◆ **Dataset entries**:
-.-.-
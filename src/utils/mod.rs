// Gateway module for utils
// All external access goes through these re-exports

mod errors;
mod logger;

pub use errors::{CdnjsError, Result};
pub use logger::init_logger;
use anyhow::{Context, Result};
use directories::ProjectDirs;
use figment::{
    providers::{Env, Format, Serialized, Toml},
    Figment,
};
use serde::{Deserialize, Serialize};
use std::path::{Path, PathBuf};

use crate::constants::{
    APP_NAME, DEFAULT_API_URL, DEFAULT_CDN_URL, DEFAULT_STATIC_URL, ENV_PREFIX,
    HTTP_REQUEST_TIMEOUT_SECS, LOCAL_CONFIG_FILE,
};
use crate::utils::CdnjsError;

/// Main configuration structure
#[derive(Debug, Clone, Default, Serialize, Deserialize)]
pub struct Config {
    /// Local mirror configuration
    #[serde(default)]
    pub storage: StorageConfig,

    /// Catalog service configuration
    #[serde(default)]
    pub catalog: CatalogConfig,
}

/// Where mirrored assets live and how they are served
#[derive(Debug, Clone, Serialize, Deserialize)]
pub struct StorageConfig {
    /// Local storage root; also holds the resolution cache document
    pub static_root: PathBuf,
    /// Public URL prefix for mirrored files
    pub static_url: String,
    /// Never mirror, always hand out CDN URLs
    pub force_cdn: bool,
}

impl Default for StorageConfig {
    fn default() -> Self {
        let static_root = ProjectDirs::from("", "", APP_NAME)
            .map(|dirs| dirs.data_dir().join("static"))
            .unwrap_or_else(|| PathBuf::from("static"));

        Self {
            static_root,
            static_url: DEFAULT_STATIC_URL.to_string(),
            force_cdn: false,
        }
    }
}

/// cdnjs endpoints
#[derive(Debug, Clone, Serialize, Deserialize)]
pub struct CatalogConfig {
    /// Catalog API host
    pub api_url: String,
    /// CDN host that serves the files
    pub cdn_url: String,
    /// HTTP request timeout
    pub timeout_secs: u64,
}

impl Default for CatalogConfig {
    fn default() -> Self {
        Self {
            api_url: DEFAULT_API_URL.to_string(),
            cdn_url: DEFAULT_CDN_URL.to_string(),
            timeout_secs: HTTP_REQUEST_TIMEOUT_SECS,
        }
    }
}

/// Load configuration from multiple sources
///
/// An explicit `path` replaces the global and project-local files.
pub fn load_config(path: Option<&Path>) -> crate::utils::Result<Config> {
    let mut figment = Figment::from(Serialized::defaults(Config::default()));

    match path {
        Some(path) => {
            figment = figment.merge(Toml::file(path));
        }
        None => {
            if let Some(global_config) = global_config_path() {
                if global_config.exists() {
                    figment = figment.merge(Toml::file(&global_config));
                }
            }

            let local_config = PathBuf::from(LOCAL_CONFIG_FILE);
            if local_config.exists() {
                figment = figment.merge(Toml::file(&local_config));
            }
        }
    }

    // CDNJS_STORAGE__FORCE_CDN=true -> storage.force_cdn
    figment = figment.merge(Env::prefixed(ENV_PREFIX).split("__"));

    figment
        .extract()
        .map_err(|err| CdnjsError::Config(err.to_string()))
}

/// Path of the per-user configuration file
pub fn global_config_path() -> Option<PathBuf> {
    ProjectDirs::from("", "", APP_NAME).map(|dirs| dirs.config_dir().join("config.toml"))
}

/// Save configuration to file
pub fn save_config(config: &Config, path: &Path) -> Result<()> {
    if let Some(parent) = path.parent() {
        std::fs::create_dir_all(parent)?;
    }

    let toml_string = toml::to_string_pretty(config)?;
    std::fs::write(path, toml_string)
        .with_context(|| format!("Failed to write config to {}", path.display()))?;

    Ok(())
}

/// Create a default configuration file if it doesn't exist
pub fn init_config() -> Result<PathBuf> {
    let config_file = global_config_path().context("Could not determine config directory")?;

    if !config_file.exists() {
        save_config(&Config::default(), &config_file)?;
    }

    Ok(config_file)
}
//! Known lyrics hosts and the rules that decide whether a URL is a song page.
//!
//! Every URL acceptance decision for the direct probe and the search
//! fallback goes through this table.

use crate::lyrics::{compact_slug, fold_ascii, LookupQuery};
use crate::utils::net::extract_domain;

/// Where the lyric body sits inside a host's page.
///
/// `anchor` is matched first; the content runs from the end of the anchor to
/// the close of the enclosing `tag` element, counting nested elements.
#[derive(Debug, Clone, Copy, PartialEq, Eq)]
pub struct ContainerRule {
    pub anchor: &'static str,
    pub tag: &'static str,
}

/// A lyrics host with its URL template and validation rules
#[derive(Clone, Copy)]
pub struct HostRule {
    pub label: &'static str,
    pub domain: &'static str,
    /// Substring every song-page path contains
    pub required_marker: &'static str,
    /// First path segments of index, album or search pages
    pub index_segments: &'static [&'static str],
    /// Song pages have at least this many path segments
    pub min_path_segments: usize,
    pub container: ContainerRule,
    url_template: fn(&LookupQuery) -> String,
}

pub const GENIUS: HostRule = HostRule {
    label: "Genius",
    domain: "genius.com",
    required_marker: "-lyrics",
    index_segments: &["albums", "artists", "search", "videos", "discussions"],
    min_path_segments: 1,
    container: ContainerRule {
        anchor: r#"<div[^>]*data-lyrics-container="true"[^>]*>"#,
        tag: "div",
    },
    url_template: genius_url,
};

pub const AZLYRICS: HostRule = HostRule {
    label: "AZLyrics",
    domain: "azlyrics.com",
    required_marker: "/lyrics/",
    index_segments: &["search.php", "lyricsdb"],
    min_path_segments: 3,
    container: ContainerRule {
        anchor: r"<!-- Usage of azlyrics\.com content[^>]*-->",
        tag: "div",
    },
    url_template: azlyrics_url,
};

pub const SONGLYRICS: HostRule = HostRule {
    label: "SongLyrics",
    domain: "songlyrics.com",
    required_marker: "-lyrics",
    index_segments: &["news", "index.php", "top-songs", "search"],
    min_path_segments: 2,
    container: ContainerRule {
        anchor: r#"<p[^>]*id="songLyricsDiv"[^>]*>"#,
        tag: "p",
    },
    url_template: songlyrics_url,
};

impl std::fmt::Debug for HostRule {
    fn fmt(&self, f: &mut std::fmt::Formatter<'_>) -> std::fmt::Result {
        f.debug_struct("HostRule")
            .field("label", &self.label)
            .field("domain", &self.domain)
            .finish_non_exhaustive()
    }
}

/// Hosts in the order the resolver tries them
pub fn default_hosts() -> Vec<HostRule> {
    vec![GENIUS, AZLYRICS, SONGLYRICS]
}

/// genius.com/Artist-name-song-title-lyrics (first letter capitalized)
fn genius_url(query: &LookupQuery) -> String {
    let slug = format!("{}-{}-lyrics", query.artist_slug(), query.title_slug());
    let mut chars = slug.chars();
    let capitalized = match chars.next() {
        Some(first) => first.to_ascii_uppercase().to_string() + chars.as_str(),
        None => String::new(),
    };
    format!("https://genius.com/{}", capitalized)
}

/// azlyrics.com/lyrics/artistname/songtitle.html
fn azlyrics_url(query: &LookupQuery) -> String {
    format!(
        "https://www.azlyrics.com/lyrics/{}/{}.html",
        compact_slug(query.artist()),
        compact_slug(query.title())
    )
}

/// songlyrics.com/artist-name/song-title-lyrics/
fn songlyrics_url(query: &LookupQuery) -> String {
    format!(
        "https://www.songlyrics.com/{}/{}-lyrics/",
        query.artist_slug(),
        query.title_slug()
    )
}

impl HostRule {
    /// Candidate URL for a direct probe; `None` without both artist and title slugs
    pub fn direct_url(&self, query: &LookupQuery) -> Option<String> {
        if query.artist_slug().is_empty() || query.title_slug().is_empty() {
            return None;
        }
        Some((self.url_template)(query))
    }

    /// Host is this domain or one of its subdomains
    pub fn matches_host(&self, url: &str) -> bool {
        extract_domain(url)
            .map(|host| host == self.domain || host.ends_with(&format!(".{}", self.domain)))
            .unwrap_or(false)
    }

    /// Structural check: right host, song-page marker present, not an index page
    pub fn is_song_page(&self, url: &str) -> bool {
        if !self.matches_host(url) {
            return false;
        }
        let Ok(parsed) = url::Url::parse(url) else {
            return false;
        };
        let path = parsed.path().to_lowercase();

        let segments: Vec<&str> = path.split('/').filter(|s| !s.is_empty()).collect();
        let is_index = segments
            .first()
            .is_some_and(|first| self.index_segments.iter().any(|index| *index == *first));

        path.contains(self.required_marker) && segments.len() >= self.min_path_segments && !is_index
    }

    /// Token check: the path spells both the artist and the title.
    /// An empty artist only requires the title.
    pub fn matches_query(&self, url: &str, query: &LookupQuery) -> bool {
        let Ok(parsed) = url::Url::parse(url) else {
            return false;
        };
        let decoded_path = urlencoding::decode(parsed.path())
            .map(|path| path.into_owned())
            .unwrap_or_else(|_| parsed.path().to_string());
        let path = fold_ascii(&decoded_path);

        let title = compact_slug(query.title());
        let artist = compact_slug(query.artist());

        !title.is_empty() && path.contains(&title) && (artist.is_empty() || path.contains(&artist))
    }
}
-.-.-
◆ **Assignment**: This exercise requires the lines of the entries containing the string "CatalogConfig".

◆ **Result for this exercise**:
    pub catalog: CatalogConfig,
pub struct CatalogConfig {
impl Default for CatalogConfig {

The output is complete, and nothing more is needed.